Wednesday, June 11, 2003

I'm fried, crispy toast.

I am soooo tired. I haven't slept in four days, since I started the Wellbutrin. Well, OK, there's been about three times each day where I fell asleep, if you could call it that, for about twenty minutes. But that's not real sleep, because in those twenty minute naps I go straight into a dream state which is always a horrible nightmare, then wake up from it. So I never achieve the deep sleep that is necessary. So, as you can imagine, my concentration is shot, I'm very tired and irritable.

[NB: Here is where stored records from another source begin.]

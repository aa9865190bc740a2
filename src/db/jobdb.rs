// db/jobdb.rs
use async_trait::async_trait;
use chrono::{DateTime, Utc};
use sqlx::types::BigDecimal;
use sqlx::{Error, QueryBuilder};
use uuid::Uuid;

use super::db::DBClient;

use crate::models::jobmodel::{
    ApplicationStatus, ExperienceLevel, Job, JobApplication, JobStatus,
};

const JOB_COLUMNS: &str = r#"
    id, employer_id, title, description, category, location, state,
    budget_min, budget_max, duration, experience_level, required_skills,
    status, deadline, posted_date, updated_at
"#;

const APPLICATION_COLUMNS: &str = r#"
    id, job_id, artisan_id, cover_letter, proposed_rate, status, applied_date
"#;

#[async_trait]
pub trait JobExt {
    #[allow(clippy::too_many_arguments)]
    async fn create_job(
        &self,
        employer_id: Uuid,
        title: String,
        description: String,
        category: String,
        location: String,
        state: String,
        budget_min: BigDecimal,
        budget_max: BigDecimal,
        duration: Option<String>,
        experience_level: ExperienceLevel,
        required_skills: Option<String>,
        deadline: Option<DateTime<Utc>>,
    ) -> Result<Job, Error>;

    async fn get_job(&self, job_id: Uuid) -> Result<Option<Job>, Error>;

    async fn list_open_jobs(
        &self,
        category: Option<&str>,
        state: Option<&str>,
        search: Option<&str>,
        page: u32,
        limit: usize,
    ) -> Result<Vec<Job>, Error>;

    async fn count_open_jobs(
        &self,
        category: Option<&str>,
        state: Option<&str>,
        search: Option<&str>,
    ) -> Result<i64, Error>;

    async fn get_employer_jobs(&self, employer_id: Uuid) -> Result<Vec<Job>, Error>;

    async fn get_jobs(&self, page: u32, limit: usize) -> Result<Vec<Job>, Error>;

    /// Ownership-guarded status update; `None` when the job does not belong
    /// to the employer (or does not exist).
    async fn update_job_status(
        &self,
        job_id: Uuid,
        employer_id: Uuid,
        status: JobStatus,
    ) -> Result<Option<Job>, Error>;

    /// Inserts with `ON CONFLICT DO NOTHING` against the (job_id, artisan_id)
    /// unique constraint; `None` means a duplicate application.
    async fn create_job_application(
        &self,
        job_id: Uuid,
        artisan_id: Uuid,
        cover_letter: String,
        proposed_rate: Option<BigDecimal>,
    ) -> Result<Option<JobApplication>, Error>;

    async fn get_application(
        &self,
        application_id: Uuid,
    ) -> Result<Option<JobApplication>, Error>;

    async fn get_job_applications(&self, job_id: Uuid)
        -> Result<Vec<JobApplication>, Error>;

    async fn get_artisan_applications(
        &self,
        artisan_id: Uuid,
    ) -> Result<Vec<JobApplication>, Error>;

    async fn list_applications(
        &self,
        page: u32,
        limit: usize,
    ) -> Result<Vec<JobApplication>, Error>;

    /// Status-guarded transition out of pending; `None` when the guard
    /// matched no row.
    async fn update_application_status(
        &self,
        application_id: Uuid,
        status: ApplicationStatus,
    ) -> Result<Option<JobApplication>, Error>;

    /// Guarded exactly as the owner-facing withdrawal: id, owner and pending
    /// status must all match.
    async fn withdraw_application(
        &self,
        application_id: Uuid,
        artisan_id: Uuid,
    ) -> Result<Option<JobApplication>, Error>;
}

#[async_trait]
impl JobExt for DBClient {
    async fn create_job(
        &self,
        employer_id: Uuid,
        title: String,
        description: String,
        category: String,
        location: String,
        state: String,
        budget_min: BigDecimal,
        budget_max: BigDecimal,
        duration: Option<String>,
        experience_level: ExperienceLevel,
        required_skills: Option<String>,
        deadline: Option<DateTime<Utc>>,
    ) -> Result<Job, Error> {
        sqlx::query_as::<_, Job>(&format!(
            r#"
            INSERT INTO jobs
            (employer_id, title, description, category, location, state,
            budget_min, budget_max, duration, experience_level,
            required_skills, deadline)
            VALUES ($1, $2, $3, $4, $5, $6, $7, $8, $9, $10, $11, $12)
            RETURNING {JOB_COLUMNS}
            "#
        ))
        .bind(employer_id)
        .bind(title)
        .bind(description)
        .bind(category)
        .bind(location)
        .bind(state)
        .bind(budget_min)
        .bind(budget_max)
        .bind(duration)
        .bind(experience_level)
        .bind(required_skills)
        .bind(deadline)
        .fetch_one(&self.pool)
        .await
    }

    async fn get_job(&self, job_id: Uuid) -> Result<Option<Job>, Error> {
        sqlx::query_as::<_, Job>(&format!("SELECT {JOB_COLUMNS} FROM jobs WHERE id = $1"))
            .bind(job_id)
            .fetch_optional(&self.pool)
            .await
    }

    async fn list_open_jobs(
        &self,
        category: Option<&str>,
        state: Option<&str>,
        search: Option<&str>,
        page: u32,
        limit: usize,
    ) -> Result<Vec<Job>, Error> {
        let offset = (page.max(1) - 1) as i64 * limit as i64;

        let mut builder = QueryBuilder::new(format!(
            "SELECT {JOB_COLUMNS} FROM jobs WHERE status = 'open'::job_status"
        ));
        if let Some(category) = category {
            builder.push(" AND category = ").push_bind(category.to_string());
        }
        if let Some(state) = state {
            builder.push(" AND state = ").push_bind(state.to_string());
        }
        if let Some(search) = search {
            let pattern = format!("%{}%", search);
            builder
                .push(" AND (title ILIKE ")
                .push_bind(pattern.clone())
                .push(" OR description ILIKE ")
                .push_bind(pattern)
                .push(")");
        }
        builder
            .push(" ORDER BY posted_date DESC LIMIT ")
            .push_bind(limit as i64)
            .push(" OFFSET ")
            .push_bind(offset);

        builder.build_query_as::<Job>().fetch_all(&self.pool).await
    }

    async fn count_open_jobs(
        &self,
        category: Option<&str>,
        state: Option<&str>,
        search: Option<&str>,
    ) -> Result<i64, Error> {
        let mut builder =
            QueryBuilder::new("SELECT COUNT(*) FROM jobs WHERE status = 'open'::job_status");
        if let Some(category) = category {
            builder.push(" AND category = ").push_bind(category.to_string());
        }
        if let Some(state) = state {
            builder.push(" AND state = ").push_bind(state.to_string());
        }
        if let Some(search) = search {
            let pattern = format!("%{}%", search);
            builder
                .push(" AND (title ILIKE ")
                .push_bind(pattern.clone())
                .push(" OR description ILIKE ")
                .push_bind(pattern)
                .push(")");
        }

        builder
            .build_query_scalar::<i64>()
            .fetch_one(&self.pool)
            .await
    }

    async fn get_employer_jobs(&self, employer_id: Uuid) -> Result<Vec<Job>, Error> {
        sqlx::query_as::<_, Job>(&format!(
            r#"
            SELECT {JOB_COLUMNS}
            FROM jobs
            WHERE employer_id = $1
            ORDER BY posted_date DESC
            "#
        ))
        .bind(employer_id)
        .fetch_all(&self.pool)
        .await
    }

    async fn get_jobs(&self, page: u32, limit: usize) -> Result<Vec<Job>, Error> {
        let offset = (page.max(1) - 1) as i64 * limit as i64;

        sqlx::query_as::<_, Job>(&format!(
            r#"
            SELECT {JOB_COLUMNS}
            FROM jobs
            ORDER BY posted_date DESC
            LIMIT $1 OFFSET $2
            "#
        ))
        .bind(limit as i64)
        .bind(offset)
        .fetch_all(&self.pool)
        .await
    }

    async fn update_job_status(
        &self,
        job_id: Uuid,
        employer_id: Uuid,
        status: JobStatus,
    ) -> Result<Option<Job>, Error> {
        sqlx::query_as::<_, Job>(&format!(
            r#"
            UPDATE jobs
            SET status = $3, updated_at = NOW()
            WHERE id = $1 AND employer_id = $2
            RETURNING {JOB_COLUMNS}
            "#
        ))
        .bind(job_id)
        .bind(employer_id)
        .bind(status)
        .fetch_optional(&self.pool)
        .await
    }

    async fn create_job_application(
        &self,
        job_id: Uuid,
        artisan_id: Uuid,
        cover_letter: String,
        proposed_rate: Option<BigDecimal>,
    ) -> Result<Option<JobApplication>, Error> {
        sqlx::query_as::<_, JobApplication>(&format!(
            r#"
            INSERT INTO job_applications (job_id, artisan_id, cover_letter, proposed_rate)
            VALUES ($1, $2, $3, $4)
            ON CONFLICT (job_id, artisan_id) DO NOTHING
            RETURNING {APPLICATION_COLUMNS}
            "#
        ))
        .bind(job_id)
        .bind(artisan_id)
        .bind(cover_letter)
        .bind(proposed_rate)
        .fetch_optional(&self.pool)
        .await
    }

    async fn get_application(
        &self,
        application_id: Uuid,
    ) -> Result<Option<JobApplication>, Error> {
        sqlx::query_as::<_, JobApplication>(&format!(
            "SELECT {APPLICATION_COLUMNS} FROM job_applications WHERE id = $1"
        ))
        .bind(application_id)
        .fetch_optional(&self.pool)
        .await
    }

    async fn get_job_applications(
        &self,
        job_id: Uuid,
    ) -> Result<Vec<JobApplication>, Error> {
        sqlx::query_as::<_, JobApplication>(&format!(
            r#"
            SELECT {APPLICATION_COLUMNS}
            FROM job_applications
            WHERE job_id = $1
            ORDER BY applied_date DESC
            "#
        ))
        .bind(job_id)
        .fetch_all(&self.pool)
        .await
    }

    async fn get_artisan_applications(
        &self,
        artisan_id: Uuid,
    ) -> Result<Vec<JobApplication>, Error> {
        sqlx::query_as::<_, JobApplication>(&format!(
            r#"
            SELECT {APPLICATION_COLUMNS}
            FROM job_applications
            WHERE artisan_id = $1
            ORDER BY applied_date DESC
            "#
        ))
        .bind(artisan_id)
        .fetch_all(&self.pool)
        .await
    }

    async fn list_applications(
        &self,
        page: u32,
        limit: usize,
    ) -> Result<Vec<JobApplication>, Error> {
        let offset = (page.max(1) - 1) as i64 * limit as i64;

        sqlx::query_as::<_, JobApplication>(&format!(
            r#"
            SELECT {APPLICATION_COLUMNS}
            FROM job_applications
            ORDER BY applied_date DESC
            LIMIT $1 OFFSET $2
            "#
        ))
        .bind(limit as i64)
        .bind(offset)
        .fetch_all(&self.pool)
        .await
    }

    async fn update_application_status(
        &self,
        application_id: Uuid,
        status: ApplicationStatus,
    ) -> Result<Option<JobApplication>, Error> {
        sqlx::query_as::<_, JobApplication>(&format!(
            r#"
            UPDATE job_applications
            SET status = $2
            WHERE id = $1 AND status = 'pending'::application_status
            RETURNING {APPLICATION_COLUMNS}
            "#
        ))
        .bind(application_id)
        .bind(status)
        .fetch_optional(&self.pool)
        .await
    }

    async fn withdraw_application(
        &self,
        application_id: Uuid,
        artisan_id: Uuid,
    ) -> Result<Option<JobApplication>, Error> {
        sqlx::query_as::<_, JobApplication>(&format!(
            r#"
            UPDATE job_applications
            SET status = 'withdrawn'::application_status
            WHERE id = $1 AND artisan_id = $2 AND status = 'pending'::application_status
            RETURNING {APPLICATION_COLUMNS}
            "#
        ))
        .bind(application_id)
        .bind(artisan_id)
        .fetch_optional(&self.pool)
        .await
    }
}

I'd ask the doctor for some sleeping drugs but I've tried them in the past and I am totally resistant to them. So, I'm just staying away from caffeine as I have been since I was diagnosed almost three years ago, keeping my sugar levels at a good level, so I don't make the problem even worse.

I've been taking a lot of long walks late at night since I can't sleep, I'll just get out my MP3 player and walk for a few hours.

I have noticed one thing though. For the first two days of my insomnia, I was very depressed, stuck thinking myself into philosophical loopholes, but the past day I've gone past that and now I feel a little more at peace with myself, the depression is lifting a bit, but it's so hard to say for sure, it's probably just because I'm a zombie after four days with no real sleep.